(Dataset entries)

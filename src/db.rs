use std::time::Duration;

use anyhow::Context;
use sqlx::{postgres::PgPoolOptions, PgPool};
use tracing::info;

use crate::config::AppConfig;

/// Builds the process-wide pool. Connections go back to the pool when a query
/// finishes or its future is dropped.
pub async fn connect(config: &AppConfig) -> anyhow::Result<PgPool> {
    let pool = PgPoolOptions::new()
        .max_connections(config.db_max_connections)
        .acquire_timeout(Duration::from_secs(5))
        .connect(&config.database_url)
        .await
        .context("connect to database")?;
    info!(max_connections = config.db_max_connections, "database pool ready");
    Ok(pool)
}

pub async fn migrate(pool: &PgPool) -> anyhow::Result<()> {
    sqlx::migrate!("./migrations")
        .run(pool)
        .await
        .context("run migrations")?;
    Ok(())
}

## What the task requires:
Your response must repeat the entries above exactly, in full.

## Answer box:
filename src/db.rs
use std::time::Duration;

use anyhow::Context;
use sqlx::{postgres::PgPoolOptions, PgPool};
use tracing::info;

use crate::config::AppConfig;

/// Builds the process-wide pool. Connections go back to the pool when a query
/// finishes or its future is dropped.
pub async fn connect(config: &AppConfig) -> anyhow::Result<PgPool> {
    let pool = PgPoolOptions::new()
        .max_connections(config.db_max_connections)
        .acquire_timeout(Duration::from_secs(5))
        .connect(&config.database_url)
        .await
        .context("connect to database")?;
    info!(max_connections = config.db_max_connections, "database pool ready");
    Ok(pool)
}

pub async fn migrate(pool: &PgPool) -> anyhow::Result<()> {
    sqlx::migrate!("./migrations")
        .run(pool)
        .await
        .context("run migrations")?;
    Ok(())
}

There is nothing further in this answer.